Did you measure the 126mm yourself? It could be 124-5mm. Are the dropouts steel or are they aluminum as well? To go from 126 to 130 I might seriously look at cutting down the steel axle ends, find narrower nuts, but try to reduce the width from the side opposite of the gears to keep enough gap for your chain to clear the chainstay and mind the chainline! Or if you have steel dropouts, maybe take a little metal off of them too just to get 3-4mm total off the spread. If you can't get the space for a resized <130mm hub, don't cold set spread it, don't just jam it in there, your concern for old fragile aluminum is valid in my opinion 

PIC attached, from Sheldon Browns page at Bicycle Frame/Hub Spacing


----------



## Dave Hickey (Jan 27, 2002)

I've done it with three 979 frames......These frames were never known for being stiff...The rear spreads easier than steel

If you are hesitant, look for the first generation Dura Ace 8 speed hub...The axle cones edges are beveled and it only spreads to 128 but works with 8,9 or 10 speed cassettes


----------



## Big-foot (Dec 14, 2002)

I'm now thinking of using some Superbe Pro 7 speed stuff (index era). I think that's period correct. What year did the SP index stuff like Phil Anderson used come out?


----------



## ericm979 (Jun 26, 2005)

You could find a 126mm 7sp hub (or a wheel built on one) and use 8 of 9 on 7. See Shimano Cassettes & Freehubs (scroll down to get to '8 of 9 on 7').

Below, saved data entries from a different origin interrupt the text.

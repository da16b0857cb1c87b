//! [`TextExtractor`] backed by the `tesseract` executable.
//!
//! The raster is PNG-encoded and piped to `tesseract stdin stdout`; words come
//! from its TSV output.

use crate::image::io::dynamic_image_from_raster;
use crate::image::RasterBuffer;
use crate::ocr::{OcrOptions, TextExtractor, WordBox};
use crate::util::{StitchError, StitchResult};
use std::io::{Cursor, Write};
use std::path::PathBuf;
use std::process::{Command, Stdio};

/// TSV row level for individual words.
const WORD_LEVEL: u32 = 5;

/// Runs the `tesseract` command-line tool.
#[derive(Clone, Debug)]
pub struct TesseractCli {
    program: PathBuf,
}

impl Default for TesseractCli {
    fn default() -> Self {
        Self::new("tesseract")
    }
}

fn ocr_error(reason: impl ToString) -> StitchError {
    StitchError::Ocr {
        reason: reason.to_string(),
    }
}

impl TesseractCli {
    /// Uses `program` as the tesseract executable.
    pub fn new(program: impl Into<PathBuf>) -> Self {
        Self {
            program: program.into(),
        }
    }

    fn run(&self, image: &RasterBuffer, args: &[String]) -> StitchResult<String> {
        let mut png = Vec::new();
        dynamic_image_from_raster(image)?
            .write_to(&mut Cursor::new(&mut png), image::ImageFormat::Png)
            .map_err(ocr_error)?;

        let mut child = Command::new(&self.program)
            .args(args)
            .stdin(Stdio::piped())
            .stdout(Stdio::piped())
            .stderr(Stdio::piped())
            .spawn()
            .map_err(|err| ocr_error(format!("{}: {err}", self.program.display())))?;

        // Tesseract reads the whole image before writing, so a single
        // write-then-wait cannot deadlock on full pipes. A process that exits
        // early closes its stdin, so its exit status and stderr take
        // precedence over the broken pipe.
        let written = match child.stdin.take() {
            Some(mut stdin) => stdin.write_all(&png),
            None => Ok(()),
        };
        let output = child.wait_with_output().map_err(ocr_error)?;
        if !output.status.success() {
            return Err(ocr_error(format!(
                "tesseract exited with {}: {}",
                output.status,
                String::from_utf8_lossy(&output.stderr).trim()
            )));
        }
        written.map_err(ocr_error)?;
        String::from_utf8(output.stdout).map_err(ocr_error)
    }
}

/// Command-line arguments for one tesseract run.
///
/// Plain text uses the configured engine and segmentation modes. Word boxes
/// use tesseract's default automatic segmentation with TSV output.
fn command_args(options: &OcrOptions, words: bool) -> Vec<String> {
    let mut args: Vec<String> = ["stdin", "stdout", "-l", options.lang.as_str()]
        .iter()
        .map(|arg| arg.to_string())
        .collect();
    if words {
        args.push("tsv".to_string());
    } else {
        args.extend([
            "--oem".to_string(),
            options.oem.to_string(),
            "--psm".to_string(),
            options.psm.to_string(),
        ]);
    }
    args
}

impl TextExtractor for TesseractCli {
    fn extract_text(&self, image: &RasterBuffer, options: &OcrOptions) -> StitchResult<String> {
        self.run(image, &command_args(options, false))
    }

    fn extract_words(
        &self,
        image: &RasterBuffer,
        options: &OcrOptions,
    ) -> StitchResult<Vec<WordBox>> {
        let tsv = self.run(image, &command_args(options, true))?;
        parse_tsv(&tsv)
    }
}

/// Parses tesseract TSV output into word boxes.
///
/// Only word-level rows with non-empty text and positive confidence are kept.
pub fn parse_tsv(tsv: &str) -> StitchResult<Vec<WordBox>> {
    let mut words = Vec::new();
    for line in tsv.lines() {
        if line.is_empty() || line.starts_with("level") {
            continue;
        }
        let fields: Vec<&str> = line.splitn(12, '\t').collect();
        if fields.len() < 11 {
            return Err(ocr_error(format!("malformed tsv row: {line}")));
        }
        let num = |idx: usize| -> StitchResult<u32> {
            fields[idx]
                .trim()
                .parse::<u32>()
                .map_err(|_| ocr_error(format!("bad tsv field {idx}: {}", fields[idx])))
        };

        if num(0)? != WORD_LEVEL {
            continue;
        }
        let text = fields.get(11).map_or("", |t| t.trim());
        let confidence: f32 = fields[10]
            .trim()
            .parse()
            .map_err(|_| ocr_error(format!("bad tsv confidence: {}", fields[10])))?;
        if text.is_empty() || confidence <= 0.0 {
            continue;
        }

        words.push(WordBox {
            text: text.to_string(),
            x: num(6)?,
            y: num(7)?,
            width: num(8)?,
            height: num(9)?,
            confidence,
            block: num(2)?,
            paragraph: num(3)?,
            line: num(4)?,
        });
    }
    Ok(words)
}
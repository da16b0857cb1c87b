#![cfg(feature = "image-io")]

use scrollstitch::io::{load_raster, save_raster, validate_inputs};
use scrollstitch::{Channels, RasterBuffer, StitchError, Stitcher};
use std::fs;

fn gradient(width: usize, height: usize, seed: usize) -> RasterBuffer {
    let mut data = Vec::with_capacity(width * height * 3);
    for y in 0..height {
        for x in 0..width {
            let v = ((x * 13) ^ (y * 7) ^ (seed * 31)) & 0xFF;
            data.extend_from_slice(&[v as u8, (v as u8).wrapping_mul(3), 255 - v as u8]);
        }
    }
    RasterBuffer::rgb(data, width, height).unwrap()
}

#[test]
fn png_round_trip_preserves_pixels() {
    let dir = tempfile::tempdir().unwrap();
    let path = dir.path().join("page.png");
    let raster = gradient(40, 30, 1);

    save_raster(&raster, &path).unwrap();
    let loaded = load_raster(&path).unwrap();
    assert_eq!(loaded, raster);

    let gray = raster.to_gray();
    let gray_path = dir.path().join("gray.png");
    save_raster(&gray, &gray_path).unwrap();
    let loaded = load_raster(&gray_path).unwrap();
    assert_eq!(loaded.channels(), Channels::Gray);
    assert_eq!(loaded, gray);
}

#[test]
fn validation_reports_missing_and_non_file_paths() {
    let dir = tempfile::tempdir().unwrap();
    let file = dir.path().join("a.png");
    save_raster(&gradient(8, 8, 0), &file).unwrap();

    assert_eq!(validate_inputs(&[&file]).unwrap(), vec![file.clone()]);

    let missing = dir.path().join("missing.png");
    let err = validate_inputs(&[&file, &missing]).unwrap_err();
    assert_eq!(err, StitchError::InputNotFound { path: missing });

    let err = validate_inputs(&[dir.path()]).unwrap_err();
    assert_eq!(
        err,
        StitchError::InputNotAFile {
            path: dir.path().to_path_buf(),
        }
    );
}

#[test]
fn garbage_file_fails_to_decode() {
    let dir = tempfile::tempdir().unwrap();
    let path = dir.path().join("broken.png");
    fs::write(&path, b"definitely not a png").unwrap();

    let err = load_raster(&path).unwrap_err();
    assert!(matches!(err, StitchError::Decode { .. }));
}

#[test]
fn stitch_all_skips_corrupt_middle_file() {
    let dir = tempfile::tempdir().unwrap();
    let first = dir.path().join("1.png");
    let middle = dir.path().join("2.png");
    let last = dir.path().join("3.png");
    save_raster(&gradient(32, 40, 1), &first).unwrap();
    fs::write(&middle, b"truncated").unwrap();
    save_raster(&gradient(32, 50, 2), &last).unwrap();

    let stitcher = Stitcher::default();
    let composite = stitcher.stitch_all(&[&first, &middle, &last]).unwrap();
    let expected = stitcher.stitch_all(&[&first, &last]).unwrap();

    assert_eq!(composite.image, expected.image);
    assert_eq!(composite.report.skipped.len(), 1);
    assert_eq!(composite.report.skipped[0].index, 1);
    assert!(matches!(
        composite.report.skipped[0].error,
        StitchError::Decode { .. }
    ));
}

#[test]
fn missing_first_file_is_fatal() {
    let dir = tempfile::tempdir().unwrap();
    let missing = dir.path().join("nope.png");
    let err = Stitcher::default().stitch_all(&[&missing]).unwrap_err();
    assert_eq!(err, StitchError::InputNotFound { path: missing });
}
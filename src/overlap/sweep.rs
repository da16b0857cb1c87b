//! Candidate generation and per-candidate scoring.

use crate::config::{SearchRegion, StitchConfig};
use crate::image::RasterBuffer;
use crate::kernel::scan_vertical;
use crate::overlap::CandidateScore;
use crate::template::TemplatePlan;
use crate::util::{StitchError, StitchResult};
use crate::ImageView;
#[cfg(feature = "rayon")]
use rayon::prelude::*;

/// Returns the `(exclusive min, inclusive max)` candidate overlap sizes.
///
/// Both bounds are fractions of the shorter image, floored. A bottom-fraction
/// search region additionally caps the maximum by the upper image height.
pub fn overlap_bounds(
    upper_height: usize,
    lower_height: usize,
    cfg: &StitchConfig,
) -> (usize, usize) {
    let shorter = upper_height.min(lower_height) as f64;
    let min_overlap = (shorter * cfg.min_overlap_ratio).floor() as usize;
    let mut max_overlap = (shorter * cfg.max_overlap_ratio).floor() as usize;
    if let SearchRegion::BottomFraction(fraction) = cfg.search_region {
        let cap = (upper_height as f64 * fraction).floor() as usize;
        max_overlap = max_overlap.min(cap);
    }
    (min_overlap, max_overlap)
}

/// Lists candidate sizes from `max_overlap` down, stopping above `min_overlap`.
pub fn candidate_sizes(min_overlap: usize, max_overlap: usize, step: usize) -> Vec<usize> {
    if min_overlap >= max_overlap {
        return Vec::new();
    }
    (min_overlap + 1..=max_overlap)
        .rev()
        .step_by(step.max(1))
        .collect()
}

/// Converts both images to intensity at a common width.
///
/// The narrower image is stretched to the wider width. The stretch is purely
/// horizontal, so resampling whole images once is equivalent to resampling
/// each template and window strip separately.
pub(crate) fn normalized_intensity(
    upper: &RasterBuffer,
    lower: &RasterBuffer,
) -> StitchResult<(RasterBuffer, RasterBuffer)> {
    let width = upper.width().max(lower.width());
    let upper_gray = upper.to_gray().resize_width(width)?;
    let lower_gray = lower.to_gray().resize_width(width)?;
    Ok((upper_gray, lower_gray))
}

fn score_candidate(
    upper: ImageView<'_, u8>,
    lower: ImageView<'_, u8>,
    overlap: usize,
    cfg: &StitchConfig,
) -> StitchResult<Option<CandidateScore>> {
    let window_rows = overlap.saturating_add(cfg.search_margin).min(lower.height());
    if overlap == 0 || overlap > upper.height() || overlap > window_rows {
        return Ok(None);
    }

    let template = upper.rows(upper.height() - overlap, overlap)?;
    let window = lower.rows(0, window_rows)?;
    let plan = match TemplatePlan::from_view(template) {
        Ok(plan) => plan,
        Err(StitchError::DegenerateTemplate { .. }) => return Ok(None),
        Err(err) => return Err(err),
    };

    let peak = scan_vertical(window, &plan, cfg.min_var_i)?;
    Ok(peak.map(|peak| CandidateScore {
        overlap,
        score: peak.score.min(1.0),
        y: peak.y,
    }))
}

/// Scores every candidate size, preserving sweep order.
pub(crate) fn score_candidates(
    upper: &RasterBuffer,
    lower: &RasterBuffer,
    sizes: &[usize],
    cfg: &StitchConfig,
) -> StitchResult<Vec<CandidateScore>> {
    let upper_view = upper.view();
    let lower_view = lower.view();

    #[cfg(feature = "rayon")]
    if cfg.parallel {
        // Collecting an indexed parallel iterator keeps sweep order, so the
        // sequential tie-break in `select_best` sees the same sequence.
        let scored: Vec<_> = sizes
            .par_iter()
            .map(|&overlap| score_candidate(upper_view, lower_view, overlap, cfg))
            .collect();
        let mut out = Vec::with_capacity(scored.len());
        for result in scored {
            out.extend(result?);
        }
        return Ok(out);
    }

    let mut out = Vec::with_capacity(sizes.len());
    for &overlap in sizes {
        out.extend(score_candidate(upper_view, lower_view, overlap, cfg)?);
    }
    Ok(out)
}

That's what I did when I put a more modern gear train on my Vitus.


----------



## Heinz Heizer (Aug 17, 2011)

I think there are different 979 frames, depending on the age.

When you you over- spread an old MK I, that aluminium piece (the one where the rear break is fixed on) may loose its connection. It´s only glued in place.


----------



## Kuma601 (Jan 22, 2004)

I've seen several over the years with modern drive trains fitted in. I have 7700 but Ive not felt as comfortable potentially stressing the frame bonds and brake bridge by going to 130 or there about. I get into mental debates with myself over the added gearing but most my rides I'm in the same 3-4 cogs that 6spd is still sufficient. 

Like some of the prior posts, I had looked at having some machine shop buddies machine the nuts and or the end caps on more recent wheel sets down from 130 to 128mm spacing. I like how it still is basically a period correct bike and fairly unique on the trails here.


----------



## Big-foot (Dec 14, 2002)

*Built and rolling.*

I like it!

I stayed retro after all. Suntour Superbe Pro indexed shifters drive a Superbe Pro rear derailleur and a Shimano 600 front derailleur (late 80's I think...the model that pivots forward and back as well as side to side....works great!)

The wheels are NOS Zeus hubs laced to Mavic MA40 rims. A Suntour New Winner freewheel graces the back wheel.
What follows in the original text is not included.